La composition de la paroi cellulaire est importante pour le bon fonctionnement des cellules de garde des feuilles, cellules qui contrôlent l'ouverture et la fermeture des stomates, qui à son tour régule l'apport de dioxyde de carbone dans la feuille et l'eau qui en sort. Dans les cellules végétales, y compris les cellules de garde, la cytosquelette forme un réseau de fibres et de tubes microscopiques (appelés microtubules) qui transportent les sucres et les protéines autour de la cellule. Le cytosquelette aide également à coordonner les changements dans la structure et la composition de la paroi cellulaire. Comment cela pourrait-il arriver ? Les microtubules (constitués de longues chaînes d'une protéine appelée tubuline) changent presque constamment de longueur, les molécules individuelles de tubuline étant soit attachées (pour allonger le microtubule), soit retirées (ce qui raccourcit le microtubule). Les changements de longueur des microtubules peuvent modifier le flux de trafic moléculaire à l'intérieur de la cellule et ainsi provoquer des changements dans la composition de la paroi cellulaire et la flexibilité de la paroi cellulaire.
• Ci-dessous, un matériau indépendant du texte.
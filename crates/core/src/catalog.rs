//! Read-only course catalog fixture.
//!
//! The catalog stands in for a backend: branches, courses, reviews and the
//! ids of featured courses, loaded once from JSON and never mutated.
//! `course.branch` is a loose reference; a branch lookup for an unknown id
//! simply returns `None`.

use std::collections::HashSet;
use std::path::Path;

use serde::{Deserialize, Serialize};

use crate::course::{Branch, Course};
use crate::error::CoreError;
use crate::filter::{MAX_SEMESTER, MIN_SEMESTER};
use crate::rating_validation::validate_score_range;
use crate::review::Review;
use crate::types::EntityId;

/// The full fixture dataset.
#[derive(Debug, Clone, Default, Serialize, Deserialize)]
pub struct Catalog {
    #[serde(default)]
    pub branches: Vec<Branch>,
    #[serde(default)]
    pub courses: Vec<Course>,
    #[serde(default)]
    pub reviews: Vec<Review>,
    /// Course ids to highlight on the landing page, in display order.
    #[serde(default)]
    pub featured: Vec<EntityId>,
}

impl Catalog {
    /// Parse and validate a catalog from JSON text.
    pub fn from_json_str(json: &str) -> Result<Self, CoreError> {
        let catalog: Self = serde_json::from_str(json)
            .map_err(|e| CoreError::Fixture(format!("invalid catalog JSON: {e}")))?;
        catalog.validate()?;
        Ok(catalog)
    }

    /// Read, parse and validate a catalog file.
    pub fn load(path: impl AsRef<Path>) -> Result<Self, CoreError> {
        let path = path.as_ref();
        let json = std::fs::read_to_string(path).map_err(|e| {
            CoreError::Fixture(format!("cannot read catalog {}: {e}", path.display()))
        })?;
        Self::from_json_str(&json)
    }

    /// Sanity-check the fixture.
    ///
    /// Ids must be unique per entity, semesters in `1..=8`, credits positive,
    /// aggregate scores in `[0, 5]` and review ratings in `[1, 5]`.
    pub fn validate(&self) -> Result<(), CoreError> {
        ensure_unique("branch", self.branches.iter().map(|b| b.id.as_str()))?;
        ensure_unique("course", self.courses.iter().map(|c| c.id.as_str()))?;
        ensure_unique("review", self.reviews.iter().map(|r| r.id.as_str()))?;

        for course in &self.courses {
            if !(MIN_SEMESTER..=MAX_SEMESTER).contains(&course.semester) {
                return Err(CoreError::Fixture(format!(
                    "course {}: semester must be between {MIN_SEMESTER} and {MAX_SEMESTER}, got {}",
                    course.id, course.semester
                )));
            }
            if course.credits == 0 {
                return Err(CoreError::Fixture(format!(
                    "course {}: credits must be positive",
                    course.id
                )));
            }
            for (value, name) in [
                (course.average_rating, "averageRating"),
                (course.facilities, "facilities"),
                (course.teaching, "teaching"),
            ] {
                validate_score_range(value, name)
                    .map_err(|e| CoreError::Fixture(format!("course {}: {e}", course.id)))?;
            }
        }

        for review in &self.reviews {
            review
                .validate_ratings()
                .map_err(|e| CoreError::Fixture(format!("review {}: {e}", review.id)))?;
        }

        Ok(())
    }

    pub fn course(&self, id: &str) -> Option<&Course> {
        self.courses.iter().find(|c| c.id == id)
    }

    /// Like [`Catalog::course`] but a missing course is a `NotFound` error.
    pub fn require_course(&self, id: &str) -> Result<&Course, CoreError> {
        self.course(id).ok_or_else(|| CoreError::NotFound {
            entity: "Course",
            id: id.to_string(),
        })
    }

    pub fn branch(&self, id: &str) -> Option<&Branch> {
        self.branches.iter().find(|b| b.id == id)
    }

    /// Featured courses in `featured` order. Unknown ids are skipped.
    pub fn featured_courses(&self) -> Vec<&Course> {
        self.featured.iter().filter_map(|id| self.course(id)).collect()
    }
}

fn ensure_unique<'a>(
    entity: &str,
    ids: impl Iterator<Item = &'a str>,
) -> Result<(), CoreError> {
    let mut seen = HashSet::new();
    for id in ids {
        if !seen.insert(id) {
            return Err(CoreError::Fixture(format!("duplicate {entity} id '{id}'")));
        }
    }
    Ok(())
}

#[cfg(test)]
mod tests {
    use std::io::Write;

    use super::*;
    use assert_matches::assert_matches;

    const CATALOG_JSON: &str = r#"{
        "branches": [
            { "id": "cse", "name": "Computer Science and Engineering", "code": "CSE" },
            { "id": "mba", "name": "Business Administration", "code": "MBA" }
        ],
        "courses": [
            {
                "id": "c1", "name": "Data Structures", "code": "CS201",
                "description": "Trees, heaps and graphs", "professor": "Dr. Rao",
                "branch": "cse", "semester": 3, "credits": 4, "type": "core",
                "difficulty": "hard", "averageRating": 4.2, "totalReviews": 120,
                "facilities": 4.0, "teaching": 4.5
            },
            {
                "id": "c2", "name": "Marketing 101", "code": "BM101",
                "description": "Principles of marketing", "professor": "Dr. Lee",
                "branch": "mba", "semester": 1, "credits": 3, "type": "elective",
                "difficulty": "easy", "averageRating": 3.1, "totalReviews": 45,
                "facilities": 3.5, "teaching": 3.0
            }
        ],
        "reviews": [
            {
                "id": "r1", "courseId": "c1", "studentName": "Ravi",
                "isAnonymous": false, "overallRating": 4, "difficultyRating": 5,
                "facilitiesRating": 4, "teachingRating": 5,
                "feedback": "Tough but rewarding", "date": "2024-01-15", "helpful": 12
            }
        ],
        "featured": ["c2", "missing", "c1"]
    }"#;

    #[test]
    fn parses_valid_catalog() {
        let catalog = Catalog::from_json_str(CATALOG_JSON).unwrap();
        assert_eq!(catalog.branches.len(), 2);
        assert_eq!(catalog.courses.len(), 2);
        assert_eq!(catalog.reviews.len(), 1);
    }

    #[test]
    fn lookups_return_none_for_unknown_ids() {
        let catalog = Catalog::from_json_str(CATALOG_JSON).unwrap();
        assert_eq!(catalog.course("c1").map(|c| c.code.as_str()), Some("CS201"));
        assert!(catalog.course("c9").is_none());
        assert_eq!(catalog.branch("mba").map(|b| b.code.as_str()), Some("MBA"));
        assert!(catalog.branch("ece").is_none());
    }

    #[test]
    fn require_course_reports_not_found() {
        let catalog = Catalog::from_json_str(CATALOG_JSON).unwrap();
        assert_matches!(
            catalog.require_course("c9"),
            Err(CoreError::NotFound { entity: "Course", id }) if id == "c9"
        );
    }

    #[test]
    fn featured_courses_keep_order_and_skip_unknown() {
        let catalog = Catalog::from_json_str(CATALOG_JSON).unwrap();
        let ids: Vec<&str> = catalog
            .featured_courses()
            .into_iter()
            .map(|c| c.id.as_str())
            .collect();
        assert_eq!(ids, vec!["c2", "c1"]);
    }

    #[test]
    fn rejects_malformed_json() {
        assert_matches!(
            Catalog::from_json_str("{ not json"),
            Err(CoreError::Fixture(msg)) if msg.contains("invalid catalog JSON")
        );
    }

    #[test]
    fn rejects_duplicate_course_ids() {
        let mut catalog = Catalog::from_json_str(CATALOG_JSON).unwrap();
        let dup = catalog.courses[0].clone();
        catalog.courses.push(dup);
        assert_matches!(
            catalog.validate(),
            Err(CoreError::Fixture(msg)) if msg.contains("duplicate course id 'c1'")
        );
    }

    #[test]
    fn rejects_out_of_range_fields() {
        let mut catalog = Catalog::from_json_str(CATALOG_JSON).unwrap();
        catalog.courses[0].semester = 9;
        assert!(catalog.validate().is_err());

        let mut catalog = Catalog::from_json_str(CATALOG_JSON).unwrap();
        catalog.courses[1].credits = 0;
        assert!(catalog.validate().is_err());

        let mut catalog = Catalog::from_json_str(CATALOG_JSON).unwrap();
        catalog.courses[1].teaching = 5.5;
        assert_matches!(
            catalog.validate(),
            Err(CoreError::Fixture(msg)) if msg.contains("course c2") && msg.contains("teaching")
        );

        let mut catalog = Catalog::from_json_str(CATALOG_JSON).unwrap();
        catalog.reviews[0].overall_rating = 0;
        assert!(catalog.validate().is_err());
    }

    #[test]
    fn dangling_branch_reference_is_allowed() {
        let mut catalog = Catalog::from_json_str(CATALOG_JSON).unwrap();
        catalog.courses[0].branch = "physics".to_string();
        assert!(catalog.validate().is_ok());
    }

    #[test]
    fn load_reads_file() {
        let mut file = tempfile::NamedTempFile::new().unwrap();
        file.write_all(CATALOG_JSON.as_bytes()).unwrap();
        let catalog = Catalog::load(file.path()).unwrap();
        assert_eq!(catalog.courses.len(), 2);
    }

    #[test]
    fn load_reports_missing_file() {
        assert_matches!(
            Catalog::load("/nonexistent/catalog.json"),
            Err(CoreError::Fixture(msg)) if msg.contains("cannot read catalog")
        );
    }
}
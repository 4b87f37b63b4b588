#![allow(dead_code)]

use axum::body::Body;
use axum::http::{Method, Request, Response};
use axum::Router;
use http_body_util::BodyExt;
use tower::ServiceExt;

use courseinsight_api::config::ServerConfig;
use courseinsight_api::router::build_app_router;
use courseinsight_api::state::AppState;
use courseinsight_core::catalog::Catalog;

/// The sample catalog shipped with the server.
pub const FIXTURE_JSON: &str = include_str!("../../fixtures/catalog.json");

/// Build a test `ServerConfig` with safe defaults.
///
/// Uses `http://localhost:5173` as CORS origin (matching the dev default)
/// and a 30-second request timeout.
pub fn test_config() -> ServerConfig {
    ServerConfig {
        host: "127.0.0.1".to_string(),
        port: 0,
        cors_origins: vec!["http://localhost:5173".to_string()],
        request_timeout_secs: 30,
        catalog_path: "fixtures/catalog.json".into(),
        json_logs: false,
    }
}

pub fn fixture_catalog() -> Catalog {
    Catalog::from_json_str(FIXTURE_JSON).expect("bundled fixture must be valid")
}

/// Build the full application router over the bundled fixture.
///
/// Uses the same `build_app_router` as `main.rs`, so tests exercise the
/// production middleware stack (CORS, request ID, timeout, tracing, panic
/// recovery).
pub fn build_test_app() -> Router {
    build_test_app_with(fixture_catalog())
}

/// Build the application router over a custom catalog.
pub fn build_test_app_with(catalog: Catalog) -> Router {
    build_app_router(AppState::new(catalog), &test_config())
}

pub async fn get(app: Router, uri: &str) -> Response<Body> {
    let request = Request::builder()
        .method(Method::GET)
        .uri(uri)
        .body(Body::empty())
        .unwrap();
    app.oneshot(request).await.unwrap()
}

pub async fn post_json(app: Router, uri: &str, json: serde_json::Value) -> Response<Body> {
    post_raw(app, uri, json.to_string()).await
}

pub async fn post_raw(app: Router, uri: &str, body: String) -> Response<Body> {
    let request = Request::builder()
        .method(Method::POST)
        .uri(uri)
        .header("content-type", "application/json")
        .body(Body::from(body))
        .unwrap();
    app.oneshot(request).await.unwrap()
}

pub async fn body_json(response: Response<Body>) -> serde_json::Value {
    let bytes = response.into_body().collect().await.unwrap().to_bytes();
    serde_json::from_slice(&bytes).unwrap()
}

/// Collect the `id` field of every object in a JSON array.
pub fn ids(value: &serde_json::Value) -> Vec<String> {
    value
        .as_array()
        .expect("expected a JSON array")
        .iter()
        .map(|item| item["id"].as_str().unwrap().to_string())
        .collect()
}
Dans un récent article paru dans Physiologie des arbres, Scott Harding et ses collègues ont cherché à déterminer comment l'excès de tubuline interfère avec la fonction des cellules de garde chez le peuplier. Ils ont utilisé du peuplier qui avait des quantités régulières ou excessives de tubuline et ont mesuré à la fois la composition des parois cellulaires et les changements dans l'expression génique des enzymes qui manipulent la structure de la paroi cellulaire au cours de la journée. Ils ont constaté que les peupliers avec un excès de tubuline avaient plus d'acide galacturonique, un composant de pectine (la même substance que vous ajoutez à la confiture pour la rendre gélifiée) qui influence la flexibilité de la paroi cellulaire. Mais l'effet de l'acide galacturonique sur la flexibilité de la paroi cellulaire dépend du fait que l'acide contienne ou non des groupes méthyle, et les chercheurs ont également découvert que ces peupliers avaient moins de pectine méthylestérase, l'enzyme qui élimine les groupes méthyle de l'acide galacturonique. La méthylation réduite de l'acide galacturonique diminue la flexibilité de la pectine et, par extension, la paroi cellulaire. Les auteurs suggèrent qu'il s'agit du mécanisme altérant le bon fonctionnement des cellules de garde chez le peuplier avec un excès de tubuline, car des parois cellulaires de garde plus rigides interfèrent avec le mouvement stomatique.
Quelles sont donc les implications de ces résultats ? Comprendre les mécanismes moléculaires par lesquels la fonction des cellules de garde peut être altérée peut nous fournir une liste de cibles génétiques qui affecteront l'absorption de carbone par les plantes, la perte d'eau et, en fin de compte, la productivité des plantes. En comprenant ces mécanismes, nous pourrions alors sélectionner ou modifier génétiquement des arbres pour une croissance améliorée ou une tolérance à la sécheresse, ce qui serait particulièrement utile pour les industries des biocarburants et de la foresterie.